2. Turbulence and possible inversion during the transportation of trace reagents can cause the liquid to stick to the tube wall or bottle cap. Therefore, please rotate 1000 revolutions per minute before use to allow the liquid adhering to the tube wall or bottle cap to settle to the bottom of the tube.
3. The concentrated washing solution taken out of the refrigerator may have crystals, which is a normal phenomenon. Heat it slightly to 40 ℃ to dissolve the crystals before preparing the washing solution.
(Heating temperature should not exceed 50 ℃) When using, the detergent should be at room temperature.
4. Avoid mixing components of different batch numbers of reagent kits (except for washing solution and reaction termination solution).

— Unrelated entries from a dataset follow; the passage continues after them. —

//! Host actions and the views built from the resulting game.

use tracing::warn;
use uuid::Uuid;

use crate::{
    dto::{
        game::{
            CatalogResponse, HostView, LookupResponse, PlaybackView, PublicView, SongView,
            current_song,
        },
        host::ActionResponse,
    },
    error::ServiceError,
    services::lookup,
    state::{
        AppState, SharedState,
        game::{ChallengeRule, Difficulty, GameMode, GameState, RoundRule},
        state_machine::GameEvent,
        transitions::run_transition_with_broadcast,
    },
};

/// Host view of `game`, including the playback descriptor of the current song.
pub fn build_host_view(state: &AppState, game: &GameState) -> HostView {
    let playback = current_song(game, state.catalog()).and_then(|song| {
        let video_id = song.video_id.as_deref()?;
        match lookup::embed_url(state.config().search_host(), video_id) {
            Ok(url) => Some(PlaybackView {
                video_id: video_id.to_string(),
                embed_url: url.into(),
                stop_after_secs: state.config().preview_secs(),
            }),
            Err(err) => {
                warn!(song_id = %song.id, error = %err, "failed to build embed url");
                None
            }
        }
    });
    HostView::new(game, state.catalog(), playback)
}

/// Current game as seen by the host.
pub async fn host_view(state: &SharedState) -> HostView {
    let game = state.snapshot().await;
    build_host_view(state, &game)
}

/// Current game as seen by the audience.
pub async fn public_view(state: &SharedState) -> PublicView {
    state
        .read_game(|game| PublicView::new(game, state.catalog()))
        .await
}

/// Songs of the loaded catalog.
pub fn catalog_listing(state: &SharedState) -> CatalogResponse {
    let songs: Vec<SongView> = state.catalog().songs().map(SongView::from).collect();
    CatalogResponse {
        count: songs.len(),
        songs,
    }
}

/// Search link for the song being played.
pub async fn lookup_current_song(state: &SharedState) -> Result<LookupResponse, ServiceError> {
    let (song_id, search_hint) = state
        .read_game(|game| {
            current_song(game, state.catalog()).map(|s| (s.id.clone(), s.search_hint.clone()))
        })
        .await
        .ok_or_else(|| ServiceError::NotFound("no song is currently drawn".into()))?;

    let url = lookup::search_url(state.config().search_host(), &search_hint).map_err(|err| {
        ServiceError::Internal(format!("invalid search host: {err}"))
    })?;

    Ok(LookupResponse {
        song_id,
        search_hint,
        url: url.into(),
    })
}

/// Feed a host action through the state machine and describe the outcome.
pub async fn apply(state: &SharedState, event: GameEvent) -> ActionResponse {
    let outcome = run_transition_with_broadcast(state, event).await;
    ActionResponse {
        applied: outcome.applied(),
        reason: outcome.ignored.as_ref().map(ToString::to_string),
        game: build_host_view(state, &outcome.state),
    }
}

/// Draw the next song, optionally of a single difficulty.
pub async fn draw(state: &SharedState, difficulty: Option<Difficulty>) -> ActionResponse {
    apply(state, GameEvent::Draw { difficulty }).await
}

/// Disclose the current song.
pub async fn reveal(state: &SharedState) -> ActionResponse {
    apply(state, GameEvent::Reveal).await
}

/// Drop the current song on a participant's timeline.
pub async fn place(
    state: &SharedState,
    participant_id: Uuid,
    insert_index: usize,
) -> ActionResponse {
    apply(
        state,
        GameEvent::Place {
            participant_id,
            insert_index,
        },
    )
    .await
}

/// Settle the objection against the last placement.
pub async fn resolve_challenge(
    state: &SharedState,
    applied: bool,
    challenger_id: Option<Uuid>,
) -> ActionResponse {
    apply(
        state,
        GameEvent::ResolveChallenge {
            applied,
            challenger_id,
        },
    )
    .await
}

/// Add a player to an individual game.
pub async fn add_player(state: &SharedState, name: String) -> ActionResponse {
    apply(state, GameEvent::AddPlayer { name }).await
}

/// Rename a player or team.
pub async fn rename_participant(
    state: &SharedState,
    participant_id: Uuid,
    name: String,
) -> ActionResponse {
    apply(
        state,
        GameEvent::RenameParticipant {
            participant_id,
            name,
        },
    )
    .await
}

/// Throw the game away and start one in `mode`.
pub async fn switch_mode(state: &SharedState, mode: GameMode) -> ActionResponse {
    apply(state, GameEvent::SwitchMode(mode)).await
}

/// Change the teams-mode round rule.
pub async fn set_round_rule(state: &SharedState, rule: RoundRule) -> ActionResponse {
    apply(state, GameEvent::SetRoundRule(rule)).await
}

/// Pick the team allowed to place under the single rule.
pub async fn set_active_team(state: &SharedState, team_id: Uuid) -> ActionResponse {
    apply(state, GameEvent::SetActiveTeam(team_id)).await
}

/// Change the failed-challenge penalty.
pub async fn set_challenge_rule(state: &SharedState, rule: ChallengeRule) -> ActionResponse {
    apply(state, GameEvent::SetChallengeRule(rule)).await
}

/// Throw the game away and start over in the same mode.
pub async fn reset(state: &SharedState) -> ActionResponse {
    apply(state, GameEvent::Reset).await
}
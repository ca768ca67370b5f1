use std::convert::Infallible;

use axum::{Router, extract::State, response::sse::Sse, routing::get};
use futures::Stream;
use tracing::info;

use crate::{
    services::{
        sse_events::initial_events,
        sse_service::{self, StreamKind},
    },
    state::SharedState,
};

#[utoipa::path(
    get,
    path = "/sse/public",
    tag = "sse",
    responses((status = 200, description = "Public SSE stream", content_type = "text/event-stream", body = String))
)]
/// Stream audience views after every applied host action.
pub async fn public_stream(
    State(state): State<SharedState>,
) -> Sse<impl Stream<Item = Result<axum::response::sse::Event, Infallible>>> {
    let receiver = sse_service::subscribe_public(&state);
    info!("New public SSE connection");
    let initial = initial_events(&state, StreamKind::Public).await;
    sse_service::to_sse_stream(receiver, StreamKind::Public, initial)
}

#[utoipa::path(
    get,
    path = "/sse/host",
    tag = "sse",
    responses((status = 200, description = "Host SSE stream", content_type = "text/event-stream", body = String))
)]
/// Stream host views after every applied host action.
pub async fn host_stream(
    State(state): State<SharedState>,
) -> Sse<impl Stream<Item = Result<axum::response::sse::Event, Infallible>>> {
    let receiver = sse_service::subscribe_host(&state);
    info!("New host SSE connection");
    let initial = initial_events(&state, StreamKind::Host).await;
    sse_service::to_sse_stream(receiver, StreamKind::Host, initial)
}

/// Configure the SSE endpoints.
pub fn router() -> Router<SharedState> {
    Router::<SharedState>::new()
        .route("/sse/public", get(public_stream))
        .route("/sse/host", get(host_stream))
}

5. Adequate and slight mixing is particularly important for the reaction results. Use a micro oscillator (using the lowest frequency). If there is no micro oscillator, gently mix by hand before incubation.
6. It is recommended to perform double well testing for standard and sample testing during the experiment.
7. The test tubes and suction tips used in the experiment are disposable and must not be mixed between different liquids! Otherwise, it will affect the test results.
8. Please wear test clothes and latex gloves for protection during the experiment. Especially when testing blood or other body fluid specimens, please follow the safety protection regulations of the national biological laboratory.